At any given time, gold and silver were usually pegged to each other at a fixed ratio, though the ration changed slowly over time. The ratio can never be constant for too long, due to supply and demand - the two metals are mined at different rates, altering the relative abundances and therefore the supply. Any attempt by a government, either ancient or modern, to keep a bimetallic coinage system in place without taking this into account will eventually devolve into a de facto monometallic currency, as either the gold or silver coinage will be perceived as being undervalued and pulled from circulation - a classic application of Gresham's Law. Different Greek states held different gold:silver ratios, but it tended to fluctuate around 10:1. Augustus fixed the early Imperial ratio at 12.5:1, but it drifted away from this from the time of Nero.
Base-metal coins were a different matter; apart from the very earliest cast bronze coins, nobody seemed to expect or demand that the copper coins contained "full metal value". People were content to let the local government decree that certain coins had certain values - so in that sense, virtually all ancient bronze coinages were token coinages, much like modern coins today are. Again, the Roman system is the best-documented one, with the sestertius being 1/4 of a denarius, or 1/100th of an aureus. The denominations were fixed, but the weights were not; a dupondius did not necessarily weigh half that of a sestertius. The exchange values and names of many of the Greek and Roman Provincial coins are unknown, which is why the catalogues simply label them by diameter (eg. "AE25") instead of giving them a name.

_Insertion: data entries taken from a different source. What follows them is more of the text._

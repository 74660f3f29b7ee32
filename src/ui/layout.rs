use ratatui::layout::Rect;

pub fn layout_regions(area: Rect) -> (Rect, Rect, Rect) {
    let header_height = area.height.min(3);
    let footer_height = 3.min(area.height.saturating_sub(header_height));
    let header = Rect {
        x: area.x,
        y: area.y,
        width: area.width,
        height: header_height,
    };
    let footer = Rect {
        x: area.x,
        y: area.y + area.height.saturating_sub(footer_height),
        width: area.width,
        height: footer_height,
    };
    let body = Rect {
        x: area.x,
        y: area.y + header_height,
        width: area.width,
        height: area.height.saturating_sub(header_height + footer_height),
    };
    (header, body, footer)
}

pub fn centered_rect_by_size(area: Rect, width: u16, height: u16) -> Rect {
    let width = width.min(area.width);
    let height = height.min(area.height);
    Rect {
        x: area.x + (area.width.saturating_sub(width)) / 2,
        y: area.y + (area.height.saturating_sub(height)) / 2,
        width,
        height,
    }
}

/// The hero slideshow box: right half of the body, vertically centered.
/// Input hit-testing (hover pause, swipe) and rendering both resolve
/// the box through this function so they can never disagree.
pub fn hero_slideshow_rect(body: Rect) -> Rect {
    let width = (body.width / 2).saturating_sub(4).clamp(0, 42);
    let height = body.height.saturating_sub(4).clamp(0, 14);
    let x = body.x + body.width.saturating_sub(width + 2);
    let y = body.y + (body.height.saturating_sub(height)) / 2;
    Rect {
        x,
        y,
        width,
        height,
    }
}

#[cfg(test)]
mod tests {
    use super::*;

    #[test]
    fn regions_partition_the_area() {
        let area = Rect {
            x: 0,
            y: 0,
            width: 100,
            height: 30,
        };
        let (header, body, footer) = layout_regions(area);
        assert_eq!(header.height + body.height + footer.height, area.height);
        assert_eq!(body.y, header.height);
    }

    #[test]
    fn centered_rect_never_exceeds_area() {
        let area = Rect {
            x: 0,
            y: 0,
            width: 20,
            height: 10,
        };
        let rect = centered_rect_by_size(area, 50, 50);
        assert_eq!(rect.width, 20);
        assert_eq!(rect.height, 10);
    }

    #[test]
    fn slideshow_fits_inside_the_body() {
        let body = Rect {
            x: 0,
            y: 3,
            width: 120,
            height: 24,
        };
        let rect = hero_slideshow_rect(body);
        assert!(rect.x >= body.x);
        assert!(rect.y >= body.y);
        assert!(rect.right() <= body.right());
        assert!(rect.bottom() <= body.bottom());
    }

    #[test]
    fn slideshow_degrades_to_empty_on_tiny_terminals() {
        let body = Rect {
            x: 0,
            y: 0,
            width: 6,
            height: 3,
        };
        let rect = hero_slideshow_rect(body);
        assert!(rect.width <= body.width);
    }
}
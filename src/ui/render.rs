use ratatui::layout::Position;
use ratatui::style::{Modifier, Style};
use ratatui::widgets::Clear;
use ratatui::Frame;

use crate::ui::app::App;
use crate::ui::flow::Screen;
use crate::ui::footer::Footer;
use crate::ui::header::Header;
use crate::ui::layout::layout_regions;
use crate::ui::screens;

pub fn draw(frame: &mut Frame<'_>, app: &App) {
    let area = frame.area();
    let (header, body, footer) = layout_regions(area);

    frame.render_widget(Header::new().widget(app), header);
    frame.render_widget(Clear, body);
    match app.screen() {
        Screen::Hero => screens::hero::render(frame, body, app),
        Screen::Message => screens::message::render(frame, body, app),
        Screen::Gallery => screens::gallery::render(frame, body, app),
        Screen::Surprise => screens::surprise::render(frame, body, app),
    }
    frame.render_widget(Footer::new().widget(app, footer), footer);

    // Confetti draws last, over everything: bursts belong to the
    // surface, not to whichever screen fired them.
    let now = app.now();
    let particles = app.confetti().rendered(now, area.width, area.height);
    let buffer = frame.buffer_mut();
    for particle in particles {
        let position = Position::new(area.x + particle.column, area.y + particle.row);
        if let Some(cell) = buffer.cell_mut(position) {
            cell.set_symbol(particle.glyph);
            let mut style = Style::default().fg(particle.color);
            if particle.fading {
                style = style.add_modifier(Modifier::DIM);
            }
            cell.set_style(style);
        }
    }
}
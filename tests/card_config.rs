use std::io::Write;

use keepsake::config::{CardConfig, ConfigError};

fn write_card(content: &str) -> tempfile::NamedTempFile {
    let mut file = tempfile::NamedTempFile::new().expect("temp file");
    file.write_all(content.as_bytes()).expect("write card");
    file
}

#[test]
fn minimal_card_fills_in_defaults() {
    let file = write_card(
        r#"
recipient = "Maya"

[hero]
headline = "Happy Birthday"
greeting = "To the best friend anyone could ask for."
photos = [{ path = "photos/one.jpg", caption = "Us" }]

[message]
prompt = "Open it!"
wishes = ["Happy birthday, Maya!"]
photos = [{ path = "photos/two.jpg" }]

[gallery]
photos = [{ path = "photos/three.jpg", caption = "That day" }]

[surprise]
heading = "read this"
letter = "Dear Maya, ..."
"#,
    );

    let config = CardConfig::load_from(file.path()).expect("load");
    assert_eq!(config.recipient, "Maya");
    assert_eq!(config.timing.hero_period_ms, 4200);
    assert_eq!(config.timing.photo_period_ms, 3000);
    assert_eq!(config.timing.wish_period_ms, 3800);
    assert_eq!(config.timing.cooldown_ms, 6000);
    assert_eq!(config.timing.type_tick_ms, 30);
    // Unset caption defaults to empty.
    assert_eq!(config.message.photos[0].caption, "");
    assert!(config.surprise.reasons.is_empty());
}

#[test]
fn timing_overrides_are_honored() {
    let file = write_card(
        r#"
[hero]
headline = "hi"
greeting = "hello"
photos = [{ path = "a.jpg" }]

[message]
prompt = "p"
wishes = ["w"]
photos = [{ path = "b.jpg" }]

[gallery]
photos = [{ path = "c.jpg" }]

[surprise]
heading = "h"
letter = "l"

[timing]
hero_period_ms = 1000
type_tick_ms = 10
"#,
    );
    let config = CardConfig::load_from(file.path()).expect("load");
    assert_eq!(config.timing.hero_period_ms, 1000);
    assert_eq!(config.timing.type_tick_ms, 10);
    // Untouched values keep their defaults.
    assert_eq!(config.timing.cooldown_ms, 6000);
}

#[test]
fn parse_errors_carry_the_path() {
    let file = write_card("this is not toml [");
    match CardConfig::load_from(file.path()) {
        Err(ConfigError::ParseError { path, .. }) => assert_eq!(path, file.path()),
        other => panic!("expected ParseError, got {other:?}"),
    }
}

#[test]
fn missing_file_is_a_read_error() {
    let path = std::path::Path::new("/definitely/not/here/card.toml");
    assert!(matches!(
        CardConfig::load_from(path),
        Err(ConfigError::ReadError { .. })
    ));
}

#[test]
fn card_without_gallery_photos_is_rejected() {
    let file = write_card(
        r#"
[hero]
headline = "hi"
greeting = "hello"
photos = [{ path = "a.jpg" }]

[message]
prompt = "p"
wishes = ["w"]
photos = [{ path = "b.jpg" }]

[gallery]
photos = []

[surprise]
heading = "h"
letter = "l"
"#,
    );
    assert!(matches!(
        CardConfig::load_from(file.path()),
        Err(ConfigError::ValidationError { .. })
    ));
}

#[test]
fn zero_tick_period_is_rejected() {
    let file = write_card(
        r#"
[hero]
headline = "hi"
greeting = "hello"
photos = [{ path = "a.jpg" }]

[message]
prompt = "p"
wishes = ["w"]
photos = [{ path = "b.jpg" }]

[gallery]
photos = [{ path = "c.jpg" }]

[surprise]
heading = "h"
letter = "l"

[timing]
type_tick_ms = 0
"#,
    );
    assert!(matches!(
        CardConfig::load_from(file.path()),
        Err(ConfigError::ValidationError { .. })
    ));
}

#[test]
fn built_in_sample_card_is_valid() {
    let config = CardConfig::default();
    assert!(config.validate().is_ok());
    assert!(!config.hero.photos.is_empty());
    assert!(!config.message.wishes.is_empty());
    assert!(!config.gallery.photos.is_empty());
    assert!(!config.surprise.letter.is_empty());
}
//! Tracing setup.

use tracing_subscriber::EnvFilter;
use tracing_subscriber::{fmt, layer::SubscriberExt, util::SubscriberInitExt};

/// Initialize tracing with optional file output.
///
/// Logging is disabled by default: the TUI owns the terminal and any
/// writer on stdout/stderr would corrupt the display. Set the
/// `KEEPSAKE_LOG` env var to a file path to enable logging.
pub fn init_tracing() {
    let Some(log_path) = std::env::var("KEEPSAKE_LOG").ok() else {
        return;
    };

    let filter = EnvFilter::try_from_default_env().unwrap_or_else(|_| EnvFilter::new("info"));

    let Ok(file) = std::fs::File::create(&log_path) else {
        eprintln!("Warning: Failed to create log file: {}", log_path);
        return;
    };

    let file_layer = fmt::layer()
        .with_writer(file)
        .with_ansi(false)
        .with_target(true)
        .with_level(true);

    tracing_subscriber::registry()
        .with(filter)
        .with(file_layer)
        .init();
}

A lot of wisdom in this post. Sap writes from a
Roman Imperial perspective but the same issues, e.g. gradually-shifting AE:AR:AV exchange ratios, use of token bronze,
applied in the
Roman Republic. Whilst the AR:AE ratio is generally taken to have been about 120, in copper-rich
etruria and in the
Roman Republic in the third century BC it might have been as high as 250, and in the first century BC it might have been below 100. In all eras, bronze was often issued lighter, i.e. implying a lower AR:AE ratio for coin than for bullion. Whilst 12.5 is the generally accepted AU:AR ratio at
Rome, one gold issue with clear value marks (XX,
XXXX,LX) that can be compared with value marks on silver (X,V,
IIS) implies an AU:AR ratio of 8.
Of relevance to the original question: there is little documentary evidence for the "
price of bullion" in terms of
money, and what there is, is confusing and difficult to interpret. Indeed there may not have been a liquid market in bullion at times: mines or large-scale bullion supply may have been controlled by the government or publicani (contractors) and transfer prices may have been as much about politics as economics. Of course there
had to be market
supplies of bullion in the cities for flatware,
sculpture and
jewelry, but when mine-supply was often state controlled such prices may have been decreed a little above the intrinsic value of coin so as not to encourage melting of coin,
nor encourage hoarding of bullion! As bronze bullion was inconvenient to
hoard as a store of value, it made bronze coin more attractive for token coin production, as Sap suggests. But, in turn, this at times encouraged the wide-spread manufacture of bronze imitation coin. One can tell a lot from the coinage itself, as well as from the nature of hoarding.